/---
//! Event dispatch.
//!
//! Every inbound event is resolved from scratch against the immutable
//! [`CommandRegistry`]:
//!
//! ```text
//! name lookup ─┬─ style registry ─┐
//!              └─ hybrid registry ┴─┬─ entry point ─────────── invoke (top level)
//!                                   ├─ group + subcommand ──── invoke on group object
//!                                   ├─ subcommand ──────────── invoke on command object
//!                                   └─ nothing to resolve ──── Unresolved
//! ```
//!
//! Unknown command, group and subcommand names fail with
//! [`DispatchError::CommandNotFound`]; handler failures are wrapped in
//! [`DispatchError::Invocation`].

use std::sync::Arc;

use tracing::{Instrument, debug, debug_span, warn};

use crate::descriptor::{CommandDescriptor, OptionDescriptor};
use crate::error::{DispatchError, DispatchResult};
use crate::handler::{EntryPoint, Instance};
use crate::parser::{
    CommandParser, CommandPath, HybridCommandParser, PrefixCommandParser, PrefixTrigger,
    SlashCommandParser,
};
use crate::registry::CommandRegistry;
use crate::style::Style;
use relay_core::{BoxedBot, CommandData, PlatformEvent, SlashInteraction, TextMessage};

/// What a dispatch did with an event.
#[derive(Debug, Clone, PartialEq, Eq)]
pub enum DispatchOutcome {
    /// A handler ran to completion.
    Invoked {
        /// Fully qualified command name.
        command: String,
        /// Resolved path below the command.
        path: CommandPath,
    },
    /// The event is not a command invocation.
    Ignored,
    /// The command exists but the event names neither an entry point nor a
    /// subcommand of it.
    Unresolved {
        /// Top-level command name.
        command: String,
    },
}

impl DispatchOutcome {
    /// Whether a handler was invoked.
    pub fn is_invoked(&self) -> bool {
        matches!(self, Self::Invoked { .. })
    }
}

/// Routes platform events to command handlers.
#[derive(Debug, Clone)]
pub struct Dispatcher {
    registry: Arc<CommandRegistry>,
    trigger: PrefixTrigger,
}

impl Dispatcher {
    /// Creates a dispatcher over a built registry.
    pub fn new(registry: Arc<CommandRegistry>, trigger: PrefixTrigger) -> Self {
        Self { registry, trigger }
    }

    /// Returns the registry.
    pub fn registry(&self) -> &Arc<CommandRegistry> {
        &self.registry
    }

    /// Returns the prefix trigger.
    pub fn trigger(&self) -> &PrefixTrigger {
        &self.trigger
    }

    /// Returns the registration payload of every slash and hybrid command.
    pub fn registration_data(&self) -> Vec<CommandData> {
        self.registry.registration_data()
    }

    /// Dispatches one platform event.
    ///
    /// `Ready` is not a command and is always [`DispatchOutcome::Ignored`].
    pub async fn dispatch(
        &self,
        event: &PlatformEvent,
        bot: BoxedBot,
    ) -> DispatchResult<DispatchOutcome> {
        match event {
            PlatformEvent::Ready => Ok(DispatchOutcome::Ignored),
            PlatformEvent::SlashCommand(interaction) => {
                self.dispatch_slash(interaction.clone(), bot).await
            }
            PlatformEvent::Message(message) => self.dispatch_message(message.clone(), bot).await,
        }
    }

    /// Dispatches a slash interaction to a slash command, or failing that, to a
    /// hybrid command of the same name.
    pub async fn dispatch_slash(
        &self,
        interaction: Arc<SlashInteraction>,
        bot: BoxedBot,
    ) -> DispatchResult<DispatchOutcome> {
        let name = interaction.command_name.clone();
        let span = debug_span!("dispatch", trigger = "slash", command = %name);

        async move {
            let group = interaction.subcommand_group.clone();
            let sub = interaction.subcommand_name.clone();
            let parser = SlashCommandParser::new(interaction, bot);

            if let Some(command) = self.registry.slash(&name) {
                return run(command, parser, group.as_deref(), sub.as_deref()).await;
            }
            if let Some(command) = self.registry.hybrid(&name) {
                let parser = HybridCommandParser::from(parser);
                return run(command, parser, group.as_deref(), sub.as_deref()).await;
            }

            Err(DispatchError::CommandNotFound(name))
        }
        .instrument(span)
        .await
    }

    /// Dispatches a text message to a prefix command, or failing that, to a
    /// hybrid command of the same name.
    ///
    /// Messages without the trigger, and messages the bot wrote itself, are
    /// [`DispatchOutcome::Ignored`].
    pub async fn dispatch_message(
        &self,
        message: Arc<TextMessage>,
        bot: BoxedBot,
    ) -> DispatchResult<DispatchOutcome> {
        if message.author.id == bot.self_user().id {
            return Ok(DispatchOutcome::Ignored);
        }

        let parser = PrefixCommandParser::new(message, bot, &self.trigger);
        let Some(name) = parser.command_name().map(str::to_string) else {
            return Ok(DispatchOutcome::Ignored);
        };
        let span = debug_span!("dispatch", trigger = "message", command = %name);

        async move {
            if let Some(command) = self.registry.prefix(&name) {
                let (group, sub) = prefix_sub_path(command, &parser);
                return run(command, parser, group.as_deref(), sub.as_deref()).await;
            }
            if let Some(command) = self.registry.hybrid(&name) {
                let (group, sub) = prefix_sub_path(command, &parser);
                let parser = HybridCommandParser::from(parser);
                return run(command, parser, group.as_deref(), sub.as_deref()).await;
            }

            Err(DispatchError::CommandNotFound(name))
        }
        .instrument(span)
        .await
    }
}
\---
## Problem to solve
Every line of the listing must be written out again exactly.

## Task answer
//! Event dispatch.
//!
//! Every inbound event is resolved from scratch against the immutable
//! [`CommandRegistry`]:
//!
//! ```text
//! name lookup ─┬─ style registry ─┐
//!              └─ hybrid registry ┴─┬─ entry point ─────────── invoke (top level)
//!                                   ├─ group + subcommand ──── invoke on group object
//!                                   ├─ subcommand ──────────── invoke on command object
//!                                   └─ nothing to resolve ──── Unresolved
//! ```
//!
//! Unknown command, group and subcommand names fail with
//! [`DispatchError::CommandNotFound`]; handler failures are wrapped in
//! [`DispatchError::Invocation`].

use std::sync::Arc;

use tracing::{Instrument, debug, debug_span, warn};

use crate::descriptor::{CommandDescriptor, OptionDescriptor};
use crate::error::{DispatchError, DispatchResult};
use crate::handler::{EntryPoint, Instance};
use crate::parser::{
    CommandParser, CommandPath, HybridCommandParser, PrefixCommandParser, PrefixTrigger,
    SlashCommandParser,
};
use crate::registry::CommandRegistry;
use crate::style::Style;
use relay_core::{BoxedBot, CommandData, PlatformEvent, SlashInteraction, TextMessage};

/// What a dispatch did with an event.
#[derive(Debug, Clone, PartialEq, Eq)]
pub enum DispatchOutcome {
    /// A handler ran to completion.
    Invoked {
        /// Fully qualified command name.
        command: String,
        /// Resolved path below the command.
        path: CommandPath,
    },
    /// The event is not a command invocation.
    Ignored,
    /// The command exists but the event names neither an entry point nor a
    /// subcommand of it.
    Unresolved {
        /// Top-level command name.
        command: String,
    },
}

impl DispatchOutcome {
    /// Whether a handler was invoked.
    pub fn is_invoked(&self) -> bool {
        matches!(self, Self::Invoked { .. })
    }
}

/// Routes platform events to command handlers.
#[derive(Debug, Clone)]
pub struct Dispatcher {
    registry: Arc<CommandRegistry>,
    trigger: PrefixTrigger,
}

impl Dispatcher {
    /// Creates a dispatcher over a built registry.
    pub fn new(registry: Arc<CommandRegistry>, trigger: PrefixTrigger) -> Self {
        Self { registry, trigger }
    }

    /// Returns the registry.
    pub fn registry(&self) -> &Arc<CommandRegistry> {
        &self.registry
    }

    /// Returns the prefix trigger.
    pub fn trigger(&self) -> &PrefixTrigger {
        &self.trigger
    }

    /// Returns the registration payload of every slash and hybrid command.
    pub fn registration_data(&self) -> Vec<CommandData> {
        self.registry.registration_data()
    }

    /// Dispatches one platform event.
    ///
    /// `Ready` is not a command and is always [`DispatchOutcome::Ignored`].
    pub async fn dispatch(
        &self,
        event: &PlatformEvent,
        bot: BoxedBot,
    ) -> DispatchResult<DispatchOutcome> {
        match event {
            PlatformEvent::Ready => Ok(DispatchOutcome::Ignored),
            PlatformEvent::SlashCommand(interaction) => {
                self.dispatch_slash(interaction.clone(), bot).await
            }
            PlatformEvent::Message(message) => self.dispatch_message(message.clone(), bot).await,
        }
    }

    /// Dispatches a slash interaction to a slash command, or failing that, to a
    /// hybrid command of the same name.
    pub async fn dispatch_slash(
        &self,
        interaction: Arc<SlashInteraction>,
        bot: BoxedBot,
    ) -> DispatchResult<DispatchOutcome> {
        let name = interaction.command_name.clone();
        let span = debug_span!("dispatch", trigger = "slash", command = %name);

        async move {
            let group = interaction.subcommand_group.clone();
            let sub = interaction.subcommand_name.clone();
            let parser = SlashCommandParser::new(interaction, bot);

            if let Some(command) = self.registry.slash(&name) {
                return run(command, parser, group.as_deref(), sub.as_deref()).await;
            }
            if let Some(command) = self.registry.hybrid(&name) {
                let parser = HybridCommandParser::from(parser);
                return run(command, parser, group.as_deref(), sub.as_deref()).await;
            }

            Err(DispatchError::CommandNotFound(name))
        }
        .instrument(span)
        .await
    }

    /// Dispatches a text message to a prefix command, or failing that, to a
    /// hybrid command of the same name.
    ///
    /// Messages without the trigger, and messages the bot wrote itself, are
    /// [`DispatchOutcome::Ignored`].
    pub async fn dispatch_message(
        &self,
        message: Arc<TextMessage>,
        bot: BoxedBot,
    ) -> DispatchResult<DispatchOutcome> {
        if message.author.id == bot.self_user().id {
            return Ok(DispatchOutcome::Ignored);
        }

        let parser = PrefixCommandParser::new(message, bot, &self.trigger);
        let Some(name) = parser.command_name().map(str::to_string) else {
            return Ok(DispatchOutcome::Ignored);
        };
        let span = debug_span!("dispatch", trigger = "message", command = %name);

        async move {
            if let Some(command) = self.registry.prefix(&name) {
                let (group, sub) = prefix_sub_path(command, &parser);
                return run(command, parser, group.as_deref(), sub.as_deref()).await;
            }
            if let Some(command) = self.registry.hybrid(&name) {
                let (group, sub) = prefix_sub_path(command, &parser);
                let parser = HybridCommandParser::from(parser);
                return run(command, parser, group.as_deref(), sub.as_deref()).await;
            }

            Err(DispatchError::CommandNotFound(name))
        }
        .instrument(span)
        .await
    }
}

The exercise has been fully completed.